Sunday, February 16, 2025

If I can't get a handle on my blues I may be forced to ask for a prescription

 I very much want to avoid needing a prescription psychotropic drug.  I still remember the psychiatrist in sis's riding club decades ago mentioning that withdrawal from them is usually a real bitch; so I don't want to sign on for something I'll need to keep taking forever and be at the mercy of the CCP, where I might get to go through bitch withdrawal anyway because they decide to have a trade war.   

But I'm tired of being on the struggle bus so much of the time. 

Thursday, February 13, 2025

Ugh, so disgusted with the 'Thursday is the new Friday' mindset that seems rampant at my work

 I'm teetering on the edge of going too far with pushing the group boss.  But I get soooooo fed up with trying to get his pet projects working after he handed them off to other people who neglected them either because they thought it was a waste of their time vs their own science or did not have anywhere the software background to handle things.   And it feels like most of the group thinks they can just ask W4H to do something that is their job;  I now push back hard on a lot of that with "I'm swamped", or with the one great young newish hire give her a few sentences on how to do things herself.   

And things will get worse before they get better.  I like that Trump is taking a chainsaw to all the wasteful federal agencies, and we are not fed employees, but I imagine we will end up with our own hiring freeze. So if someone quits, we'll just have to cover the work they did.   And while I'm complaining cuz it feels like no one else is doing much of anything on Thursdays and Fridays,  everyone in the group is handling some important tasks and it would be tough to get things done if they were gone and could not be replaced. 

L has a cold and couldn't come this week; then she posted to the neighborhood how hard it is getting to do things with the fetus getting so big.  So I'll have to tell her it's probably time to stop coming here, and because I wanted to be a good friend I volunteered to let her dog out of its cage and do some chuck it with him tomorrow while she is at her Doc appointment.   I need to ask what time that should happen and ask if the neighbor boy could/would come with me.   He can probably work the ball chucker way better than I can and has youthful energy. 

Sunday, February 2, 2025

The dumpster is over half filled and I burned a bunch of boxes.

 But there is a still a long way to go to get the big storage shed cleaned up.  But I am to a point where I think it will make sense to spray the mouse turds on the floor with bleach and sweep them up now, and then shift back to all the boxes of stuff on the shelving units.  One of the items in the shed is a shelving kit.  Metal brackets and particle board shelves and I think one is supposed to get their own 2x4s to finish it.   Maybe I can get L to post the kit on the neighborhood text group for me and someone will take it.   The mouse mess is disgusting, I don't want to get hantavirus, it's a lot more dangerous than covid or flu so I do want to do the bleach spray before sweeping it up, and I should get more poison out there.  

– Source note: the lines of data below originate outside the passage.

//! End-to-end execution tests driven through the public API.

use rant::{Limits, Program, RunOptions, RuntimeErrorKind};

fn run(source: &str, seed: u64) -> String {
    let program = Program::compile(source).expect("pattern should compile");
    let result = program.run(&RunOptions::seeded(seed)).expect("run should succeed");
    result.main().to_string()
}

#[test]
fn repeater_with_separator() {
    for seed in 0..20 {
        assert_eq!(run(r"[rep:3][sep:,\s]{a}", seed), "a, a, a");
    }
}

#[test]
fn hex_groups_have_fixed_shape() {
    let shape = regex::Regex::new("^[0-9a-f]{8} [0-9a-f]{8} [0-9a-f]{8} [0-9a-f]{8}$").unwrap();
    for seed in 0..20 {
        let out = run(r"[rep:4][sep:\s]{\8,x}", seed);
        assert_eq!(out.len(), 35);
        assert!(shape.is_match(&out), "bad shape: {}", out);
    }
}

#[test]
fn deferred_send_is_patched_in() {
    let out = run(
        r#"The following word is [get:N] characters long: "[mark:a]X[mark:b]"[send:N;[dist:a;b]]"#,
        0,
    );
    assert_eq!(out, r#"The following word is 1 characters long: "X""#);
}

#[test]
fn verbal_number_format() {
    assert_eq!(run("[numfmt:verbal-en][num:1;1]", 0), "one");
    assert_eq!(run("[numfmt:verbal-en][num:123;123]", 0), "one hundred twenty-three");
}

#[test]
fn synchronized_blocks_emit_the_same_sequence() {
    let source = "[sync:x;ordered][rep:4][sep:,]{a|b|c}:[sync:x;ordered][rep:4][sep:,]{a|b|c}";
    for seed in 0..10 {
        assert_eq!(run(source, seed), "a,b,c,a:a,b,c,a");
    }
}

#[test]
fn runs_are_deterministic_per_seed() {
    let program =
        Program::compile(r"[rep:20][sep:-]{a|b|c|d} \8,x [num:1;100]").unwrap();
    for seed in 0..10 {
        let first = program.run(&RunOptions::seeded(seed)).unwrap();
        let second = program.run(&RunOptions::seeded(seed)).unwrap();
        assert_eq!(first.main(), second.main());
    }
}

#[test]
fn mark_distance_measures_characters() {
    assert_eq!(run("[mark:a]hello[mark:b][dist:a;b]", 0), "hello5");
}

#[test]
fn unset_mark_is_a_runtime_error() {
    let program = Program::compile("[mark:a][dist:a;b]").unwrap();
    let error = program.run(&RunOptions::seeded(0)).unwrap_err();
    assert!(matches!(error.kind, RuntimeErrorKind::UnknownMark { .. }));
}

#[test]
fn send_without_target_is_a_runtime_error() {
    let program = Program::compile("[send:nowhere;text]").unwrap();
    let error = program.run(&RunOptions::seeded(0)).unwrap_err();
    assert!(matches!(error.kind, RuntimeErrorKind::UnknownTarget { .. }));
}

#[test]
fn subroutines_bind_positional_parameters() {
    let out = run("$[pair:thing]{[@thing] and [@thing]}[$pair:cats]", 0);
    assert_eq!(out, "cats and cats");
}

#[test]
fn subroutine_scope_is_popped_after_the_call() {
    let program = Program::compile("$[say:w]{[@w]}[$say:hi][@w]").unwrap();
    let error = program.run(&RunOptions::seeded(0)).unwrap_err();
    assert!(matches!(error.kind, RuntimeErrorKind::UnknownVariable { .. }));
}

#[test]
fn undefined_subroutine_is_a_runtime_error() {
    let program = Program::compile("[$ghost]").unwrap();
    let error = program.run(&RunOptions::seeded(0)).unwrap_err();
    assert!(matches!(error.kind, RuntimeErrorKind::UnknownSubroutine { .. }));
}

#[test]
fn arithmetic_assigns_and_prints() {
    assert_eq!(run("[@x=2+3*4][@x]", 0), "14");
    assert_eq!(run("[@(2+3)*4]", 0), "20");
    assert_eq!(run("[@x=10][@x/4]", 0), "2.5");
}

#[test]
fn division_by_zero_is_a_runtime_error() {
    let program = Program::compile("[@1/0]").unwrap();
    let error = program.run(&RunOptions::seeded(0)).unwrap_err();
    assert!(matches!(error.kind, RuntimeErrorKind::DivisionByZero));
}

#[test]
fn conditionals_choose_branches() {
    assert_eq!(run("[@x=5][if:[@x>3];big;small]", 0), "big");
    assert_eq!(run("[@x=1][if:[@x>3];big;small]", 0), "small");
    assert_eq!(run("[if:true;yes]", 0), "yes");
    assert_eq!(run("[if:false;yes]", 0), "");
}

#[test]
fn replacer_rewrites_matches() {
    assert_eq!(run("%/a+/:baaanana;x%", 0), "bxnxnx");
    assert_eq!(run("%/A/i:banana;o%", 0), "bonono");
}

#[test]
fn replacer_supports_group_references() {
    assert_eq!(run("%/(an)/:banana;$1$1%", 0), "banananana");
}

#[test]
fn list_items_join_with_spaces() {
    assert_eq!(run("@(one;two;three)", 0), "one two three");
}

#[test]
fn capitalization_modes() {
    assert_eq!(run("[caps:upper]loud", 0), "LOUD");
    assert_eq!(run("[caps:word]hello there world", 0), "Hello There World");
    assert_eq!(run("[caps:sentence]one. two. three", 0), "One. Two. Three");
    assert_eq!(run("[caps:first]abc abc", 0), "Abc abc");
}

#[test]
fn capitalization_is_scoped_to_the_block() {
    assert_eq!(run("{[caps:upper]a}b", 0), "Ab");
}

#[test]
fn article_resolves_against_next_word() {
    assert_eq!(run(r"\a owl", 0), "an owl");
    assert_eq!(run(r"\a cat", 0), "a cat");
}

#[test]
fn public_channel_passes_through_and_is_recorded() {
    let program = Program::compile("[chan:notes;public;hello] main").unwrap();
    let result = program.run(&RunOptions::seeded(0)).unwrap();
    assert_eq!(result.main(), "hello main");
    assert_eq!(result.channel("notes"), Some("hello"));
}

#[test]
fn private_channel_never_appears() {
    let program = Program::compile("[chan:secret;private;hidden]shown").unwrap();
    let result = program.run(&RunOptions::seeded(0)).unwrap();
    assert_eq!(result.main(), "shown");
    assert_eq!(result.channel("secret"), None);
}

#[test]
fn internal_channel_flushes_into_parent() {
    let program = Program::compile("[chan:inner;internal;late]-early").unwrap();
    let result = program.run(&RunOptions::seeded(0)).unwrap();
    assert_eq!(result.main(), "late-early");
    assert_eq!(result.channel("inner"), None);
}

#[test]
fn step_budget_aborts_runaway_repeaters() {
    let program = Program::compile("[rep:100000]{a}").unwrap();
    let options = RunOptions {
        seed: Some(0),
        limits: Limits {
            max_steps: 1_000,
            ..Limits::default()
        },
        ..Default::default()
    };
    let error = program.run(&options).unwrap_err();
    assert!(matches!(error.kind, RuntimeErrorKind::StepBudget { .. }));
}

#[test]
fn output_budget_aborts_large_output() {
    let program = Program::compile("[rep:100]{abcdefghij}").unwrap();
    let options = RunOptions {
        seed: Some(0),
        limits: Limits {
            max_output: 50,
            ..Limits::default()
        },
        ..Default::default()
    };
    let error = program.run(&options).unwrap_err();
    assert!(matches!(error.kind, RuntimeErrorKind::OutputBudget { .. }));
}

#[test]
fn runtime_errors_carry_spans() {
    let source = "text [$ghost]";
    let program = Program::compile(source).unwrap();
    let error = program.run(&RunOptions::seeded(0)).unwrap_err();
    assert!(error.span.start >= 5);
    assert!(error.span.end <= source.len());
}
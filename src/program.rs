//! Compiled programs and the public run surface.

use std::collections::BTreeMap;
use std::path::Path;
use std::rc::Rc;

use rand::Rng;

use crate::codec;
use crate::dictionary::Dictionary;
use crate::error::{CompileError, Diagnostic, LoadError, NameError, RuntimeError};
use crate::interpreter::{Interpreter, Limits, RantValue};
use crate::parser;
use crate::registry::FunctionRegistry;
use crate::rst::Rst;
use crate::token::Span;

/// Characters a program name may not contain.
pub const FORBIDDEN_NAME_CHARS: &[char] = &[
    '$', '@', ':', '~', '%', '?', '>', '<', '[', ']', '|', '{', '}',
];

/// Canonical slash-form of a program name: segments trimmed and re-joined.
/// Idempotent for every accepted input.
pub fn canonicalize(name: &str) -> Result<String, NameError> {
    if name.trim().is_empty() {
        return Err(NameError::Empty);
    }
    if let Some(c) = name.chars().find(|c| FORBIDDEN_NAME_CHARS.contains(c)) {
        return Err(NameError::ForbiddenChar(c));
    }

    let mut segments = Vec::new();
    for segment in name.split('/') {
        let trimmed = segment.trim();
        if trimmed.is_empty() {
            return Err(NameError::EmptySegment);
        }
        segments.push(trimmed);
    }
    Ok(segments.join("/"))
}

#[derive(Debug, Clone, Copy, PartialEq, Eq)]
pub enum ProgramOrigin {
    String,
    File,
    Stream,
}

/// A compiled pattern. Immutable; safe to run any number of times, each run
/// with its own interpreter state.
#[derive(Debug, Clone)]
pub struct Program {
    pub name: String,
    pub origin: ProgramOrigin,
    pub source: Option<String>,
    pub root: Rc<Rst>,
    /// Names bound by top-level subroutine definitions, kept for lookup.
    pub modules: Option<BTreeMap<String, Rc<Rst>>>,
}

impl Program {
    pub fn compile(source: &str) -> Result<Program, CompileError> {
        Self::compile_named(source, "pattern")
    }

    pub fn compile_named(source: &str, name: &str) -> Result<Program, CompileError> {
        let registry = FunctionRegistry::with_builtins();
        Self::compile_with(source, name, &registry)
    }

    /// Compile against a caller-supplied registry, so custom function sets
    /// see the same compile-time name and arity checks as the builtins.
    pub fn compile_with(
        source: &str,
        name: &str,
        registry: &FunctionRegistry,
    ) -> Result<Program, CompileError> {
        let name = canonicalize(name).map_err(|e| CompileError {
            diagnostics: vec![Diagnostic::fatal(
                Span::default(),
                "invalid-name",
                e.to_string(),
            )],
        })?;

        let outcome = parser::compile_pattern(source, registry)?;
        Ok(Program {
            name,
            origin: ProgramOrigin::String,
            source: Some(source.to_string()),
            root: outcome.root,
            modules: if outcome.modules.is_empty() {
                None
            } else {
                Some(outcome.modules)
            },
        })
    }

    pub fn save(&self) -> Vec<u8> {
        codec::serialize_program(&self.root)
    }

    pub fn load(bytes: &[u8]) -> Result<Program, LoadError> {
        let root = codec::deserialize_program(bytes)?;
        Ok(Program {
            name: "stream".to_string(),
            origin: ProgramOrigin::Stream,
            source: None,
            root: Rc::new(root),
            modules: None,
        })
    }

    pub fn save_file(&self, path: impl AsRef<Path>) -> std::io::Result<()> {
        std::fs::write(path, self.save())
    }

    pub fn load_file(path: impl AsRef<Path>) -> Result<Program, LoadError> {
        let path = path.as_ref();
        let bytes = std::fs::read(path)?;
        let mut program = Self::load(&bytes)?;
        program.origin = ProgramOrigin::File;
        if let Some(stem) = path.file_stem().and_then(|s| s.to_str()) {
            if let Ok(name) = canonicalize(stem) {
                program.name = name;
            }
        }
        Ok(program)
    }

    pub fn run(&self, options: &RunOptions<'_>) -> Result<RunResult, RuntimeError> {
        let fallback_registry;
        let registry = match options.registry {
            Some(registry) => registry,
            None => {
                fallback_registry = FunctionRegistry::with_builtins();
                &fallback_registry
            }
        };
        let seed = options.seed.unwrap_or_else(|| rand::thread_rng().gen());

        let mut interpreter = Interpreter::new(seed, registry, options.dictionary, options.limits);
        if let Some(args) = options.args {
            for (key, value) in args.iter() {
                interpreter.define_var(key, RantValue::Text(value.to_string()));
            }
        }

        let channels = interpreter.run_root(&self.root)?;
        Ok(RunResult { channels })
    }
}

/// Options for one execution. A missing seed is drawn from OS entropy.
#[derive(Default)]
pub struct RunOptions<'a> {
    pub seed: Option<u64>,
    pub args: Option<&'a ProgramArgs>,
    pub dictionary: Option<&'a Dictionary>,
    pub registry: Option<&'a FunctionRegistry>,
    pub limits: Limits,
}

impl<'a> RunOptions<'a> {
    pub fn seeded(seed: u64) -> Self {
        Self {
            seed: Some(seed),
            ..Default::default()
        }
    }
}

/// Output of one run: the main channel plus every recorded public channel.
#[derive(Debug, Clone, PartialEq)]
pub struct RunResult {
    channels: Vec<(String, String)>,
}

impl RunResult {
    pub fn main(&self) -> &str {
        &self.channels[0].1
    }

    pub fn channel(&self, name: &str) -> Option<&str> {
        self.channels
            .iter()
            .find(|(n, _)| n == name)
            .map(|(_, text)| text.as_str())
    }

    pub fn channels(&self) -> impl Iterator<Item = (&str, &str)> {
        self.channels
            .iter()
            .map(|(name, text)| (name.as_str(), text.as_str()))
    }
}

/// Named string arguments passed to a run, readable in patterns as
/// variables.
#[derive(Debug, Clone, Default, PartialEq)]
pub struct ProgramArgs {
    map: BTreeMap<String, String>,
}

impl ProgramArgs {
    pub fn new() -> Self {
        Self::default()
    }

    pub fn set(&mut self, key: impl Into<String>, value: impl Into<String>) -> &mut Self {
        self.map.insert(key.into(), value.into());
        self
    }

    pub fn from_pairs<K, V>(pairs: impl IntoIterator<Item = (K, V)>) -> Self
    where
        K: Into<String>,
        V: Into<String>,
    {
        let mut args = Self::new();
        for (key, value) in pairs {
            args.set(key, value);
        }
        args
    }

    pub fn get(&self, key: &str) -> Option<&str> {
        self.map.get(key).map(String::as_str)
    }

    pub fn iter(&self) -> impl Iterator<Item = (&str, &str)> {
        self.map.iter().map(|(k, v)| (k.as_str(), v.as_str()))
    }

    pub fn len(&self) -> usize {
        self.map.len()
    }

    pub fn is_empty(&self) -> bool {
        self.map.is_empty()
    }
}

/// A declared argument layout. Fields are positional; a field may expose
/// itself to patterns under an alias instead of its declared name.
#[derive(Debug, Clone, Default)]
pub struct ArgsSchema {
    fields: Vec<SchemaField>,
}

#[derive(Debug, Clone)]
struct SchemaField {
    name: String,
    alias: Option<String>,
}

impl ArgsSchema {
    pub fn new() -> Self {
        Self::default()
    }

    pub fn field(mut self, name: impl Into<String>) -> Self {
        self.fields.push(SchemaField {
            name: name.into(),
            alias: None,
        });
        self
    }

    pub fn aliased_field(mut self, name: impl Into<String>, alias: impl Into<String>) -> Self {
        self.fields.push(SchemaField {
            name: name.into(),
            alias: Some(alias.into()),
        });
        self
    }

    /// Bind positional values to the declared fields. Missing values leave
    /// their fields unset; extra values are ignored.
    pub fn build(&self, values: &[&str]) -> ProgramArgs {
        let mut args = ProgramArgs::new();
        for (field, value) in self.fields.iter().zip(values) {
            let exposed = field.alias.as_deref().unwrap_or(&field.name);
            args.set(exposed, *value);
        }
        args
    }
}

#[cfg(test)]
mod tests {
    use super::*;

    #[test]
    fn canonicalization_trims_segments() {
        assert_eq!(canonicalize("a / b /c").unwrap(), "a/b/c");
        assert_eq!(canonicalize("  hello  ").unwrap(), "hello");
    }

    #[test]
    fn canonicalization_is_idempotent() {
        for name in ["a/b", " x / y ", "one", "a b/c d"] {
            let once = canonicalize(name).unwrap();
            assert_eq!(canonicalize(&once).unwrap(), once);
        }
    }

    #[test]
    fn invalid_names_are_rejected() {
        assert_eq!(canonicalize(""), Err(NameError::Empty));
        assert_eq!(canonicalize("   "), Err(NameError::Empty));
        assert_eq!(canonicalize("a?b"), Err(NameError::ForbiddenChar('?')));
        assert_eq!(canonicalize("a[b"), Err(NameError::ForbiddenChar('[')));
        assert_eq!(canonicalize("a//b"), Err(NameError::EmptySegment));
        assert_eq!(canonicalize("/a"), Err(NameError::EmptySegment));
    }

    #[test]
    fn args_builder_round_trip() {
        let mut args = ProgramArgs::new();
        args.set("name", "Alice").set("mood", "cheerful");
        assert_eq!(args.get("name"), Some("Alice"));
        assert_eq!(args.len(), 2);
    }

    #[test]
    fn schema_aliases_rename_fields() {
        let schema = ArgsSchema::new()
            .field("subject")
            .aliased_field("object_name", "object");
        let args = schema.build(&["cat", "ball"]);
        assert_eq!(args.get("subject"), Some("cat"));
        assert_eq!(args.get("object"), Some("ball"));
        assert_eq!(args.get("object_name"), None);
    }

    #[test]
    fn schema_tolerates_missing_values() {
        let schema = ArgsSchema::new().field("a").field("b");
        let args = schema.build(&["only"]);
        assert_eq!(args.get("a"), Some("only"));
        assert_eq!(args.get("b"), None);
    }
}
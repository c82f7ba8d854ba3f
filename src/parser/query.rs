//! Query production: `<table.subtype-class?/re/(2-4)$::=carrier>`.
//!
//! Unrecognized tokens inside a query are reported and skipped; parsing
//! resumes at the next clause.

use crate::query::{Carrier, CarrierKind, ClassFilterRule, Query, RegexFilter, SyllableRange};
use crate::rst::{Rst, RstKind};
use crate::token::{Span, Token, TokenKind};

use super::{Compiler, ParseResult, Step, SyntaxError, SyntaxErrorKind, SyntaxParser};

pub(crate) struct QueryParser {
    open_span: Span,
}

impl QueryParser {
    pub(crate) fn new(open_span: Span) -> Self {
        Self { open_span }
    }

    /// Split a trailing `.subtype` off a name token. Reports when the name
    /// carries more than one dot.
    fn split_subtype(&self, c: &mut Compiler<'_>, token: &Token) -> (String, Option<String>) {
        let text = token.text.trim();
        match text.split_once('.') {
            None => (text.to_string(), None),
            Some((name, rest)) => {
                if rest.contains('.') {
                    c.report(
                        SyntaxError::new(SyntaxErrorKind::MultipleSubtypes, token.span)
                            .into_diagnostic(),
                    );
                }
                let subtype = rest.split('.').next().unwrap_or("").to_string();
                (name.to_string(), (!subtype.is_empty()).then_some(subtype))
            }
        }
    }

    fn apply_subtype(
        &self,
        c: &mut Compiler<'_>,
        query: &mut Query,
        subtype: Option<String>,
        span: Span,
    ) {
        let Some(subtype) = subtype else {
            return;
        };
        if query.exclusive {
            c.report(
                SyntaxError::new(SyntaxErrorKind::SubtypeAfterExclusive, span).into_diagnostic(),
            );
            return;
        }
        if query.subtype.is_some() {
            c.report(SyntaxError::new(SyntaxErrorKind::MultipleSubtypes, span).into_diagnostic());
            return;
        }
        query.subtype = Some(subtype);
    }

    /// `(n)`, `(n-)`, `(-n)`, or `(n-m)`. The opening paren is consumed.
    fn parse_range(&self, c: &mut Compiler<'_>) -> ParseResult<SyllableRange> {
        let parse_int = |token: &Token| -> ParseResult<u32> {
            token.text.parse().map_err(|_| {
                SyntaxError::new(
                    SyntaxErrorKind::InvalidNumber {
                        text: token.text.clone(),
                    },
                    token.span,
                )
            })
        };

        let first = c.reader.read_loose();
        match first.kind {
            TokenKind::Digits => {
                let min = parse_int(&first)?;
                let next = c.reader.read_loose();
                match next.kind {
                    TokenKind::RightParen => Ok(SyllableRange {
                        min: Some(min),
                        max: Some(min),
                    }),
                    TokenKind::Hyphen => {
                        let after = c.reader.read_loose();
                        match after.kind {
                            TokenKind::RightParen => Ok(SyllableRange {
                                min: Some(min),
                                max: None,
                            }),
                            TokenKind::Digits => {
                                let max = parse_int(&after)?;
                                c.reader.expect_loose(TokenKind::RightParen, "syllable range")?;
                                Ok(SyllableRange {
                                    min: Some(min),
                                    max: Some(max),
                                })
                            }
                            found => Err(SyntaxError::new(
                                SyntaxErrorKind::Expected {
                                    expected: TokenKind::Digits,
                                    found,
                                    label: "syllable range".to_string(),
                                },
                                after.span,
                            )),
                        }
                    }
                    found => Err(SyntaxError::new(
                        SyntaxErrorKind::Expected {
                            expected: TokenKind::RightParen,
                            found,
                            label: "syllable range".to_string(),
                        },
                        next.span,
                    )),
                }
            }
            TokenKind::Hyphen => {
                let after = c.reader.expect_loose(TokenKind::Digits, "syllable range")?;
                let max = parse_int(&after)?;
                c.reader.expect_loose(TokenKind::RightParen, "syllable range")?;
                Ok(SyllableRange {
                    min: None,
                    max: Some(max),
                })
            }
            TokenKind::RightParen => {
                Err(SyntaxError::new(SyntaxErrorKind::EmptyRange, first.span))
            }
            found => Err(SyntaxError::new(
                SyntaxErrorKind::Expected {
                    expected: TokenKind::Digits,
                    found,
                    label: "syllable range".to_string(),
                },
                first.span,
            )),
        }
    }

    /// `::=id` (match) or `::!=id` (unique). The first colon is consumed.
    fn parse_carrier(&self, c: &mut Compiler<'_>) -> ParseResult<Carrier> {
        c.reader.expect(TokenKind::Colon, "carrier")?;
        let kind = if c.reader.peek_kind() == TokenKind::Exclamation {
            c.reader.read();
            CarrierKind::Unique
        } else {
            CarrierKind::Match
        };

        let token = c.reader.expect(TokenKind::Text, "carrier name")?;
        let Some(mut id) = token.text.strip_prefix('=').map(str::to_string) else {
            return Err(SyntaxError::new(SyntaxErrorKind::EmptyCarrier, token.span));
        };
        // Absorb alphanumeric continuation tokens ("=a" "1" is the id `a1`).
        loop {
            match c.reader.peek_kind() {
                TokenKind::Text | TokenKind::Digits => {
                    id.push_str(&c.reader.read().text);
                }
                _ => break,
            }
        }
        if id.is_empty() {
            return Err(SyntaxError::new(SyntaxErrorKind::EmptyCarrier, token.span));
        }
        Ok(Carrier { id, kind })
    }
}

impl SyntaxParser for QueryParser {
    fn step(&mut self, c: &mut Compiler<'_>) -> ParseResult<Step> {
        let name_token = c.reader.expect_loose(TokenKind::Text, "table name")?;
        let (table, subtype) = self.split_subtype(c, &name_token);
        let mut query = Query::table(table);
        self.apply_subtype(c, &mut query, subtype, name_token.span);

        loop {
            let token = c.reader.read_loose();
            match token.kind {
                TokenKind::RightAngle => {
                    let span = self.open_span.merge(token.span);
                    c.emit(Rst::new(span, RstKind::Query(query)));
                    return Ok(Step::Done);
                }
                TokenKind::Hyphen => {
                    let include = if c.reader.peek_kind() == TokenKind::Exclamation {
                        c.reader.read();
                        false
                    } else {
                        true
                    };
                    match c.reader.expect(TokenKind::Text, "class name") {
                        Ok(class_token) => {
                            let (class_name, subtype) = self.split_subtype(c, &class_token);
                            self.apply_subtype(c, &mut query, subtype, class_token.span);
                            query.class_filter.push(ClassFilterRule {
                                class_name,
                                include,
                            });
                        }
                        Err(error) => c.report(error.into_diagnostic()),
                    }
                }
                TokenKind::Question | TokenKind::Tilde => {
                    let positive = token.kind == TokenKind::Question;
                    match c.reader.expect(TokenKind::Regex, "regex filter") {
                        Ok(regex_token) => match c.compile_regex(&regex_token) {
                            Ok(regex) => query.regex_filters.push(RegexFilter { positive, regex }),
                            Err(error) => c.report(error.into_diagnostic()),
                        },
                        Err(error) => c.report(error.into_diagnostic()),
                    }
                }
                TokenKind::LeftParen => match self.parse_range(c) {
                    Ok(range) => query.syllables = Some(range),
                    Err(error) => {
                        if error.is_fatal() {
                            return Err(error);
                        }
                        c.report(error.into_diagnostic());
                    }
                },
                TokenKind::Dollar => {
                    query.exclusive = true;
                }
                TokenKind::Colon => match self.parse_carrier(c) {
                    Ok(carrier) => query.carrier = Some(carrier),
                    Err(error) => c.report(error.into_diagnostic()),
                },
                TokenKind::EndOfStream => {
                    return Err(SyntaxError::new(
                        SyntaxErrorKind::UnexpectedEnd { context: "a query" },
                        token.span,
                    ));
                }
                found => {
                    c.report(
                        SyntaxError::new(
                            SyntaxErrorKind::Unexpected {
                                found,
                                context: "a query",
                            },
                            token.span,
                        )
                        .into_diagnostic(),
                    );
                }
            }
        }
    }
}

I started pecking away at the accumulated clutter over 5 years ago.  And I did get rid of a lot of the clutter in the house and took time to rehome a lot of things.  But the parents were accumulating stuff for 50 years.   Having the dumpster is a big help.  It is mild this weekend but I avoided making any plans to try to ride in case CSU told me Tanza was not healing or was behind on healing and I got super depressed, so I took advantage of nice temps to tackle the shed cleanup, and with my own dumpster there was no block of not wanting to put too much into it.  

I need to find the contact info for the trailer place a few miles away that fixed my p/u wiring for me and call to see if I can have them get another hitch with just a short drop and fix the lights on my trailer.  I could do those things myself unless wires are broken; but I'm not broke, bored, or a painful distance from a business that can do it for me.  

Saturday, February 1, 2025

I am really dragging today

 I suppose because of the stress of missing my turn and then trying to 'just go over and find the right street' and then losing all track of where I was in relation to the CSU equine clinic yesterday.   It was easier when their livestock facility was way out on the edge of town.   But the reception desk gal kindly gave me directions and they were able to look at Tanza even though I was way past my set appointment time. 

The other stress is my housemate got transferred to SLC, he left yesterday.  He texted me Thursday,  I guess that is all the notice they give their apprentice linemen, and sounded like even full linemen don't get much notice; that is just the nature of that job as opposed to a lineman that works for a local utility.  I am happy for J to be only 4 hours from his home so he can see his wife and toddler every weekend.  But I'm still  stressed that I have to find a new housemate.   I don't know whether to try to find someone with or wanting to get a horse; or try to get another very handy guy that is doing contract work near here.   When I have to start being in the office 3x/week in June it would be quite nice to have a horse person to cover evening feeding, but I can figure something out with the neighbor kids if I need to and it would be nice to have someone do more fixing for a few months.